One month from yesterday, Oregon football players report for fall practice. Eight weeks from tomorrow, they open the season on Boise State’s blue turf.
Which is why Monday evening, an interview with the Ducks’ quarterback had to wait until after a long day was over, and an impromptu team meeting had finished. Several players called it — no coaches — and they delivered an emphatic message.
According to Masoli, it went something like this:
“It’s gut-check time. We’ve been working really hard. But now, it’s gut-check time.
“We’re ready to roll.”
Or they will be, if he has anything to do with it.
Plenty has been written and said about Masoli in the last few months. They’re calling him the Pac-10’s best quarterback, even listing him as a dark horse for the Heisman Trophy.
Closer to home — never mind questions about the offensive and defensive lines and uncertainty with a new head coach — fans see Masoli as the key to what could be a special season.
Seems like a lot to hang on a kid who turns 21 next month. Who’s been on campus for a year. Who’s been considered a rising star since late November.

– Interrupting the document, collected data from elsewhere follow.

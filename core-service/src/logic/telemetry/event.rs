//! Telemetry Event Types
//!
//! `RawEvent` is whatever the external source delivers; `TelemetryEvent`
//! is the normalized, immutable value the core matches and windows on.

use chrono::Utc;
use serde::{Deserialize, Serialize};
use thiserror::Error;

use crate::constants::{MAX_EVENT_FIELD_LEN, MAX_EVENT_FUTURE_SKEW_MS};

// ============================================================================
// RAW EVENT
// ============================================================================

/// Event record as delivered by the agent / kernel source
#[derive(Debug, Clone, Default, Serialize, Deserialize)]
pub struct RawEvent {
    #[serde(default, alias = "process")]
    pub subject: Option<String>,
    #[serde(default, alias = "op")]
    pub action: Option<String>,
    #[serde(default, alias = "path")]
    pub target: Option<String>,
    /// Unix milliseconds; filled with ingest time when absent
    #[serde(default, alias = "ts")]
    pub timestamp: Option<i64>,
    /// Source-specific fields the core does not interpret
    #[serde(flatten)]
    pub extra: serde_json::Map<String, serde_json::Value>,
}

impl RawEvent {
    pub fn new(subject: &str, action: &str, target: &str) -> Self {
        Self {
            subject: Some(subject.to_string()),
            action: Some(action.to_string()),
            target: Some(target.to_string()),
            ..Default::default()
        }
    }

    pub fn at(mut self, timestamp_ms: i64) -> Self {
        self.timestamp = Some(timestamp_ms);
        self
    }
}

// ============================================================================
// TELEMETRY EVENT
// ============================================================================

#[derive(Debug, Clone, PartialEq, Eq, Hash, Serialize, Deserialize)]
pub struct TelemetryEvent {
    /// Ingest sequence number, unique per pipeline
    pub seq: u64,
    pub subject: String,
    pub action: String,
    pub target: String,
    pub timestamp_ms: i64,
}

impl TelemetryEvent {
    pub fn new(seq: u64, subject: &str, action: &str, target: &str, timestamp_ms: i64) -> Self {
        Self {
            seq,
            subject: subject.to_string(),
            action: action.to_string(),
            target: target.to_string(),
            timestamp_ms,
        }
    }
}

// ============================================================================
// NORMALIZATION
// ============================================================================

/// Schema violation. The event is dropped and counted, never fatal.
#[derive(Debug, Clone, PartialEq, Eq, Error)]
pub enum MalformedEvent {
    #[error("missing field '{0}'")]
    MissingField(&'static str),

    #[error("field '{field}' is {len} bytes, limit {}", MAX_EVENT_FIELD_LEN)]
    FieldTooLong { field: &'static str, len: usize },

    #[error("timestamp {0} is out of range")]
    BadTimestamp(i64),

    #[error("undecodable event: {0}")]
    Decode(String),
}

/// Validate and normalize a raw record
pub fn normalize(raw: RawEvent, seq: u64) -> Result<TelemetryEvent, MalformedEvent> {
    normalize_at(raw, seq, Utc::now().timestamp_millis())
}

pub fn normalize_at(raw: RawEvent, seq: u64, now_ms: i64) -> Result<TelemetryEvent, MalformedEvent> {
    let subject = required("subject", raw.subject)?;
    let action = required("action", raw.action)?.to_ascii_lowercase();
    let target = required("target", raw.target)?;

    let timestamp_ms = match raw.timestamp {
        Some(ts) if ts < 0 || ts > now_ms + MAX_EVENT_FUTURE_SKEW_MS => {
            return Err(MalformedEvent::BadTimestamp(ts));
        }
        Some(ts) => ts,
        None => now_ms,
    };

    Ok(TelemetryEvent {
        seq,
        subject,
        action,
        target,
        timestamp_ms,
    })
}

/// Decode one JSON record
pub fn decode(bytes: &[u8]) -> Result<RawEvent, MalformedEvent> {
    serde_json::from_slice(bytes).map_err(|e| MalformedEvent::Decode(e.to_string()))
}

fn required(field: &'static str, value: Option<String>) -> Result<String, MalformedEvent> {
    let value = value.map(|v| v.trim().to_string()).unwrap_or_default();
    if value.is_empty() {
        return Err(MalformedEvent::MissingField(field));
    }
    if value.len() > MAX_EVENT_FIELD_LEN {
        return Err(MalformedEvent::FieldTooLong {
            field,
            len: value.len(),
        });
    }
    Ok(value)
}

#[cfg(test)]
mod tests {
    use super::*;

    const NOW: i64 = 1_700_000_000_000;

    #[test]
    fn test_normalize_trims_and_lowercases_action() {
        let ev = normalize_at(RawEvent::new(" bash ", "OPEN", "/etc/Shadow").at(NOW - 5), 7, NOW).unwrap();
        assert_eq!(ev.subject, "bash");
        assert_eq!(ev.action, "open");
        assert_eq!(ev.target, "/etc/Shadow");
        assert_eq!(ev.timestamp_ms, NOW - 5);
        assert_eq!(ev.seq, 7);
    }

    #[test]
    fn test_missing_timestamp_uses_ingest_time() {
        let ev = normalize_at(RawEvent::new("a", "b", "c"), 1, NOW).unwrap();
        assert_eq!(ev.timestamp_ms, NOW);
    }

    #[test]
    fn test_schema_violations() {
        let mut raw = RawEvent::new("a", "b", "c");
        raw.target = None;
        assert_eq!(
            normalize_at(raw, 1, NOW).unwrap_err(),
            MalformedEvent::MissingField("target")
        );

        assert_eq!(
            normalize_at(RawEvent::new("  ", "b", "c"), 1, NOW).unwrap_err(),
            MalformedEvent::MissingField("subject")
        );

        let long = "x".repeat(MAX_EVENT_FIELD_LEN + 1);
        assert!(matches!(
            normalize_at(RawEvent::new(&long, "b", "c"), 1, NOW),
            Err(MalformedEvent::FieldTooLong { field: "subject", .. })
        ));

        assert_eq!(
            normalize_at(RawEvent::new("a", "b", "c").at(-1), 1, NOW).unwrap_err(),
            MalformedEvent::BadTimestamp(-1)
        );
        let future = NOW + MAX_EVENT_FUTURE_SKEW_MS + 1;
        assert_eq!(
            normalize_at(RawEvent::new("a", "b", "c").at(future), 1, NOW).unwrap_err(),
            MalformedEvent::BadTimestamp(future)
        );
    }

    #[test]
    fn test_decode_with_aliases_and_extra_fields() {
        let raw = decode(br#"{"process":"curl","op":"connect","path":"10.0.0.1:443","ts":5,"pid":99}"#).unwrap();
        assert_eq!(raw.subject.as_deref(), Some("curl"));
        assert_eq!(raw.target.as_deref(), Some("10.0.0.1:443"));
        assert_eq!(raw.timestamp, Some(5));
        assert_eq!(raw.extra["pid"], 99);

        assert!(matches!(decode(b"[1,2"), Err(MalformedEvent::Decode(_))));
    }
}
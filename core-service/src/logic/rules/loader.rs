//! Rule Loader
//!
//! Deep validation of rule bodies at apply time. A body is opaque
//! YARA/Sigma text preceded by a small structural header:
//!
//! ```text
//! @decision block
//! @severity high
//! @match target ^/etc/shadow$
//! @match action ^open$
//! rule shadow_read { condition: true }
//! ```
//!
//! Every `@match` must hold for the rule to match (AND). Text after the
//! header is carried verbatim and never interpreted here.

use regex::Regex;
use serde::{Deserialize, Serialize};
use thiserror::Error;

use super::types::RuleEntry;
use crate::logic::telemetry::TelemetryEvent;

// ============================================================================
// RULE ACTION / SEVERITY
// ============================================================================

/// What a matching rule asks the engine to do
#[derive(Debug, Clone, Copy, PartialEq, Eq, Serialize, Deserialize)]
#[serde(rename_all = "snake_case")]
pub enum RuleAction {
    /// Advisory - raise a flag
    Flag,
    /// Blocking semantics
    Block,
}

impl RuleAction {
    pub fn as_str(&self) -> &'static str {
        match self {
            RuleAction::Flag => "flag",
            RuleAction::Block => "block",
        }
    }
}

#[derive(Debug, Clone, Copy, PartialEq, Eq, PartialOrd, Ord, Hash, Serialize, Deserialize)]
#[serde(rename_all = "snake_case")]
pub enum RuleSeverity {
    Low,
    Medium,
    High,
    Critical,
}

impl RuleSeverity {
    pub fn as_str(&self) -> &'static str {
        match self {
            RuleSeverity::Low => "low",
            RuleSeverity::Medium => "medium",
            RuleSeverity::High => "high",
            RuleSeverity::Critical => "critical",
        }
    }

    fn parse(s: &str) -> Option<Self> {
        match s {
            "low" => Some(RuleSeverity::Low),
            "medium" => Some(RuleSeverity::Medium),
            "high" => Some(RuleSeverity::High),
            "critical" => Some(RuleSeverity::Critical),
            _ => None,
        }
    }
}

// ============================================================================
// ERRORS
// ============================================================================

#[derive(Debug, Clone, PartialEq, Eq, Error)]
pub enum LoadError {
    #[error("rule body is empty")]
    Empty,
    #[error("rule body is not valid UTF-8")]
    NotUtf8,
    #[error("missing @decision directive")]
    MissingDecision,
    #[error("rule has no @match directive")]
    NoMatchers,
    #[error("unknown directive @{0}")]
    UnknownDirective(String),
    #[error("bad value for @{key}: {value:?}")]
    BadValue { key: String, value: String },
    #[error("bad pattern {pattern:?}: {reason}")]
    BadPattern { pattern: String, reason: String },
}

// ============================================================================
// COMPILED RULE
// ============================================================================

/// Event field a matcher inspects
#[derive(Debug, Clone, Copy, PartialEq, Eq)]
pub enum EventField {
    Subject,
    Action,
    Target,
}

impl EventField {
    fn parse(s: &str) -> Option<Self> {
        match s {
            "subject" => Some(EventField::Subject),
            "action" => Some(EventField::Action),
            "target" => Some(EventField::Target),
            _ => None,
        }
    }

    fn select<'a>(&self, event: &'a TelemetryEvent) -> &'a str {
        match self {
            EventField::Subject => &event.subject,
            EventField::Action => &event.action,
            EventField::Target => &event.target,
        }
    }
}

#[derive(Debug, Clone)]
struct FieldMatcher {
    field: EventField,
    pattern: Regex,
}

/// A rule after deep validation, ready for matching
#[derive(Debug, Clone)]
pub struct CompiledRule {
    pub action: RuleAction,
    pub severity: RuleSeverity,
    matchers: Vec<FieldMatcher>,
}

impl CompiledRule {
    pub fn matches(&self, event: &TelemetryEvent) -> bool {
        self.matchers
            .iter()
            .all(|m| m.pattern.is_match(m.field.select(event)))
    }

    pub fn matcher_count(&self) -> usize {
        self.matchers.len()
    }

    /// Whether this rule is a single exact `^<literal>$` match on `target`
    pub fn pins_target(&self, target: &str) -> bool {
        let [only] = self.matchers.as_slice() else {
            return false;
        };
        only.field == EventField::Target && only.pattern.as_str() == format!("^{}$", regex::escape(target))
    }
}

// ============================================================================
// LOADER
// ============================================================================

/// Compiles validated rule bodies into matchers
pub trait RuleLoader: Send + Sync {
    fn compile(&self, entry: &RuleEntry) -> Result<CompiledRule, LoadError>;
}

/// Default loader: parses the `@key value` header
#[derive(Debug, Default, Clone, Copy)]
pub struct HeaderRuleLoader;

impl RuleLoader for HeaderRuleLoader {
    fn compile(&self, entry: &RuleEntry) -> Result<CompiledRule, LoadError> {
        if entry.body.is_empty() {
            return Err(LoadError::Empty);
        }
        let text = std::str::from_utf8(&entry.body).map_err(|_| LoadError::NotUtf8)?;

        let mut action = None;
        let mut severity = RuleSeverity::Medium;
        let mut matchers = Vec::new();

        for line in text.lines().map(str::trim) {
            if line.is_empty() {
                continue;
            }
            let Some(directive) = line.strip_prefix('@') else {
                break;
            };
            let (key, value) = directive
                .split_once(char::is_whitespace)
                .map(|(k, v)| (k, v.trim()))
                .unwrap_or((directive, ""));

            match key {
                "decision" => {
                    action = Some(match value {
                        "block" => RuleAction::Block,
                        "flag" => RuleAction::Flag,
                        _ => return Err(bad_value(key, value)),
                    });
                }
                "severity" => {
                    severity = RuleSeverity::parse(value).ok_or_else(|| bad_value(key, value))?;
                }
                "match" => {
                    let (field, pattern) = value
                        .split_once(char::is_whitespace)
                        .map(|(f, p)| (f, p.trim()))
                        .ok_or_else(|| bad_value(key, value))?;
                    let field = EventField::parse(field).ok_or_else(|| bad_value(key, value))?;
                    let pattern = Regex::new(pattern).map_err(|e| LoadError::BadPattern {
                        pattern: pattern.to_string(),
                        reason: e.to_string(),
                    })?;
                    matchers.push(FieldMatcher { field, pattern });
                }
                other => return Err(LoadError::UnknownDirective(other.to_string())),
            }
        }

        let action = action.ok_or(LoadError::MissingDecision)?;
        if matchers.is_empty() {
            return Err(LoadError::NoMatchers);
        }

        Ok(CompiledRule {
            action,
            severity,
            matchers,
        })
    }
}

fn bad_value(key: &str, value: &str) -> LoadError {
    LoadError::BadValue {
        key: key.to_string(),
        value: value.to_string(),
    }
}
pub mod entity;
pub mod error;
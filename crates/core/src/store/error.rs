use thiserror::Error;

/// # Summary
/// 存储层错误枚举，处理数据库连接、读写失败等问题。
///
/// # Invariants
/// - 必须通过 `thiserror` 派生 `Error` trait。
/// - 运行期出现时由调度器重试，内存状态在写入成功前保持权威。
#[derive(Error, Debug)]
pub enum StoreError {
    /// 数据库操作失败
    #[error("Database error: {0}")]
    Database(String),
    /// 已存数据无法解码
    #[error("Corrupted record: {0}")]
    Corrupted(String),
    /// 未知或未分类的错误
    #[error("Unknown error: {0}")]
    Unknown(String),
    /// 初始化存储失败
    #[error("Initialization error: {0}")]
    InitError(String),
}
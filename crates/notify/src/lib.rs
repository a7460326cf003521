//! Notification sinks for cycle reports.

pub mod digest;
pub mod log;

pub use digest::render_digest;
pub use log::LogSink;
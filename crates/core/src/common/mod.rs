pub mod session;
pub mod time;

use serde::{Deserialize, Serialize};
use std::borrow::Borrow;

/// # Summary
/// 证券代码，系统内唯一的标的标识。
///
/// # Invariants
/// - 对引擎而言是不透明字符串，不做格式校验。
#[derive(Debug, Clone, PartialEq, Eq, PartialOrd, Ord, Hash, Serialize, Deserialize)]
#[serde(transparent)]
pub struct Symbol(String);

impl Symbol {
    pub fn new(symbol: impl Into<String>) -> Self {
        Self(symbol.into())
    }

    pub fn as_str(&self) -> &str {
        &self.0
    }
}

impl std::fmt::Display for Symbol {
    fn fmt(&self, f: &mut std::fmt::Formatter<'_>) -> std::fmt::Result {
        f.write_str(&self.0)
    }
}

impl From<&str> for Symbol {
    fn from(s: &str) -> Self {
        Self(s.to_string())
    }
}

impl From<String> for Symbol {
    fn from(s: String) -> Self {
        Self(s)
    }
}

impl Borrow<str> for Symbol {
    fn borrow(&self) -> &str {
        &self.0
    }
}
//! `SummaryStore` 的实现：SQLite 持久化与进程内内存存储。

pub mod memory;
pub mod summary;

pub use memory::MemorySummaryStore;
pub use summary::SqliteSummaryStore;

But anyone who watched Masoli play against Arizona, or Oregon State, or Oklahoma State, understands. He’s short and wide, and he doesn’t look the part, maybe. But he’s a nearly perfect fit for Oregon’s spread option attack, the quarterback Chip Kelly would create in a laboratory, if he could.
Also, there’s an old football axiom that a quarterback’s biggest improvement comes between his first and second years as a starter. Considering Masoli’s rapid improvement near the end of last season, you’d think he’s due to make another big leap. Or at least, Oregon fans hope so.
And so the expectations are here, and the hype, too.
Sure, things have changed. And along with it, the quarterback knows, comes more pressure.
“I’ve got a lot of responsibility on my shoulders,” he says.
But if you want to know what else has changed for Masoli, see him run his teammates through seven-on-seven passing drills four days a week, late on beautiful summer afternoons. Hear him encourage guys. Or admonish them.
Somebody runs a route wrong, again. Or drops another pass.
“C’mon,” he’ll say. “You’re better than that.”
Masoli was here this time last year, too, running and lifting weights and throwing passes. But freshly arrived from junior college, he was simply trying to get his bearings.
“I was just running around out there,” he says. “No head on my shoulders, just throwing the ball to whoever was open.
“I was just trying to follow the leader.”
Now, he is the leader. Monday’s team meeting, and the emphatic exhortation to finish strong in summer workouts? Masoli was one of the main messengers.
Summer workouts are, uh, voluntary. But when someone misses a workout, Masoli calls, or goes to find them to “just make sure they’re not just taking a day off — because we can’t afford that.”
He calls his leadership style “proactive.” And you ought to be more encouraged by hearing about it than by recalling any of the highlights he produced late last season.
Because Masoli’s skill set is perfect for the Ducks’ spread option, but quarterback is more than talent. We’ve all seen kids with rocket arms or quick feet, guys who can diagram plays and dissect defenses.
All of that’s necessary, and important for winning football games.
But the quarterback had better have more. Work ethic and determination. Hard-to-define stuff like moxie, grit and fire. Charisma, and a desire to lead.
All of which, it seems, Masoli is showing this summer.
Is he an emerging star, and the right guy to take Oregon to a special season?
We won’t begin to know until September, even though the expectations are already here, and the hype.
But good news: So are the intangibles.